__THE RECORDS__:
○ ○ ○ ○ ○

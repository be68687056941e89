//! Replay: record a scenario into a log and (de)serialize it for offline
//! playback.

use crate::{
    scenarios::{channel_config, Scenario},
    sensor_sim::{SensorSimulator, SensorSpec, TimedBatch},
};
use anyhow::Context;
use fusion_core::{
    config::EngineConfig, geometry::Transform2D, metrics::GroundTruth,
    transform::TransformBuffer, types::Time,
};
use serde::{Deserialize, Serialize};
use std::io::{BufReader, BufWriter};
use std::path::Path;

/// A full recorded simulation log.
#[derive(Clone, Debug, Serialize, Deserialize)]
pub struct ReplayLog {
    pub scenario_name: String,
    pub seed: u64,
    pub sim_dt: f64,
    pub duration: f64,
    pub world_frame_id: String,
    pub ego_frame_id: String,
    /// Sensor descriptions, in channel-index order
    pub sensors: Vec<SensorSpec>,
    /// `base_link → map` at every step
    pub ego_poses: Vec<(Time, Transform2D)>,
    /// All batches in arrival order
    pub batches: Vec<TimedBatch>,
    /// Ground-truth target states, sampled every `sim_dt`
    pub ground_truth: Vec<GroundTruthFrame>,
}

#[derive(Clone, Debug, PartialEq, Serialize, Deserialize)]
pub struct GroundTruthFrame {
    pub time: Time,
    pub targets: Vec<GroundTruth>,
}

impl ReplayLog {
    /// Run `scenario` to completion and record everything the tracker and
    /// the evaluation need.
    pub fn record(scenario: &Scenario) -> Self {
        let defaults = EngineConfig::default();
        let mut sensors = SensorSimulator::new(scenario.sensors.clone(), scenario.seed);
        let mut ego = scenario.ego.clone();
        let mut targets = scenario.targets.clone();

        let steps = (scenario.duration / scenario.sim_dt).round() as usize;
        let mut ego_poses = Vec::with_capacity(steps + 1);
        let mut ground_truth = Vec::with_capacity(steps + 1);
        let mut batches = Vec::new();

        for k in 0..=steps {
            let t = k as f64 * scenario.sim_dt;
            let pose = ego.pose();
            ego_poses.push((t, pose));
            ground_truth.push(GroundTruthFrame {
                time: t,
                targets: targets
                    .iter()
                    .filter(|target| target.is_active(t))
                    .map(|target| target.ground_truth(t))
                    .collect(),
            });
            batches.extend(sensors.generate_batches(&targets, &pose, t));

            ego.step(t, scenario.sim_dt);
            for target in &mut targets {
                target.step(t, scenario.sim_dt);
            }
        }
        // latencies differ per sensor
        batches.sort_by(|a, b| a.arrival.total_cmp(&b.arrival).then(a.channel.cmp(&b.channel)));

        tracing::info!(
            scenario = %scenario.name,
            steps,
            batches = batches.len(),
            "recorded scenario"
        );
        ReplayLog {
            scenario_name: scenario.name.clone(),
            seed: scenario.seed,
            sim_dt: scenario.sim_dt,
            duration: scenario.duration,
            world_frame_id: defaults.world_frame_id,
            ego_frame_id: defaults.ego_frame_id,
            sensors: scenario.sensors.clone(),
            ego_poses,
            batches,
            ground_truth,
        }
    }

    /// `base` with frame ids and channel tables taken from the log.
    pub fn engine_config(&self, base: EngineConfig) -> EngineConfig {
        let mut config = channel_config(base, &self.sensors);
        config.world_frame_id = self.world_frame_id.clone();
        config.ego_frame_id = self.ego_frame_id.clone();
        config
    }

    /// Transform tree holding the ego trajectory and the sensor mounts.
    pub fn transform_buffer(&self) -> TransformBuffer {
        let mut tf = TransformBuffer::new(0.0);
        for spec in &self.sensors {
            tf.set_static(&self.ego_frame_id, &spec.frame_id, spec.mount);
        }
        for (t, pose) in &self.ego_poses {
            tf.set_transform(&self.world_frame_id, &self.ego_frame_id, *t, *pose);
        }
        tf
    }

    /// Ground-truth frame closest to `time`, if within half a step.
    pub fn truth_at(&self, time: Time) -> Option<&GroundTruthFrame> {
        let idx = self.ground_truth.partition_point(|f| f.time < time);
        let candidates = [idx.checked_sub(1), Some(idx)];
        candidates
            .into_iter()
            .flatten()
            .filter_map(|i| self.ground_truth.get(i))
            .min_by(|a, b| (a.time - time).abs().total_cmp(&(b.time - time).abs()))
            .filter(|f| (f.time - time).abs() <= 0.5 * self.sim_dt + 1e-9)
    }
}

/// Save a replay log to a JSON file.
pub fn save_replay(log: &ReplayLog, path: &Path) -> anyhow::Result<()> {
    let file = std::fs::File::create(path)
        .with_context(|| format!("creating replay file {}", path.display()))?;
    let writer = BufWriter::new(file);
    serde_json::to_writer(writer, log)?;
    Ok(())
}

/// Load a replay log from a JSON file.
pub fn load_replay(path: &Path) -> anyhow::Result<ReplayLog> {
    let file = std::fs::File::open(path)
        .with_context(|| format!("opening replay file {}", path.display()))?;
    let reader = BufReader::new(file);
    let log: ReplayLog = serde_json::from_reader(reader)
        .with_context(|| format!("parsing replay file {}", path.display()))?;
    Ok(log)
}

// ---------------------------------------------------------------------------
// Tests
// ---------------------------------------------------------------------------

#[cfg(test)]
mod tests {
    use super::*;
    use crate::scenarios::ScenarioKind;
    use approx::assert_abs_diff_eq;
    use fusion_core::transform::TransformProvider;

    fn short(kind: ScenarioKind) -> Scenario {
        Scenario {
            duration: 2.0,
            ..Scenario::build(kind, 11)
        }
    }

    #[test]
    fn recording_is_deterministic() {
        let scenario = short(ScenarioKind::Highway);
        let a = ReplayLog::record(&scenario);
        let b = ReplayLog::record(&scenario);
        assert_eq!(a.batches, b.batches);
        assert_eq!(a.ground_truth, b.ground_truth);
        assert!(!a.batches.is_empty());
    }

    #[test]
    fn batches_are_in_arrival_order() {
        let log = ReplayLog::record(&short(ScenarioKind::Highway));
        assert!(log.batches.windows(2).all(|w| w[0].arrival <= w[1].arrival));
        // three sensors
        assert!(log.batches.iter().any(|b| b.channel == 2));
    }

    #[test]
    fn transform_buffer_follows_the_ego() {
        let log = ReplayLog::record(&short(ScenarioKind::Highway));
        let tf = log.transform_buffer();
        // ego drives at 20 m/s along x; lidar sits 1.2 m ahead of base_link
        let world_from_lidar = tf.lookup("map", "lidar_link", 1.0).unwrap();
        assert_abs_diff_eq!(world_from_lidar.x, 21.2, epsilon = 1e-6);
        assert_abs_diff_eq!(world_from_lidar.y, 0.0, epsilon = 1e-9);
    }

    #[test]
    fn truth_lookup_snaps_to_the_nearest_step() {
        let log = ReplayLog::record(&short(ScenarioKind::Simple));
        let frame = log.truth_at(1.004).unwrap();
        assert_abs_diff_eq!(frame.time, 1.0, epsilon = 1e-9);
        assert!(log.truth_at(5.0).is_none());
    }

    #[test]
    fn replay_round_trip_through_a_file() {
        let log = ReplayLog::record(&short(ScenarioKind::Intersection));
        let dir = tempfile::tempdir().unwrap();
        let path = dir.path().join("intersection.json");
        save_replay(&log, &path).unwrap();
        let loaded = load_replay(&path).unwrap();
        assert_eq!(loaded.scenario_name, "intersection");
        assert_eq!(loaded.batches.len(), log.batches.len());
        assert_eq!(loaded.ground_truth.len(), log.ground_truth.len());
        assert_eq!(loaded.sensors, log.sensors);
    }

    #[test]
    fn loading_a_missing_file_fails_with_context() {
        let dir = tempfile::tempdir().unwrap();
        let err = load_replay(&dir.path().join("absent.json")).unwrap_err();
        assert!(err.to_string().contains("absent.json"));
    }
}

○ ○ ○ ○ ○

The lines to copy are those in the listing that contain "Deserialize".

__EXERCISE RESPONSE__:
use serde::{Deserialize, Serialize};
#[derive(Clone, Debug, Serialize, Deserialize)]
#[derive(Clone, Debug, PartialEq, Serialize, Deserialize)]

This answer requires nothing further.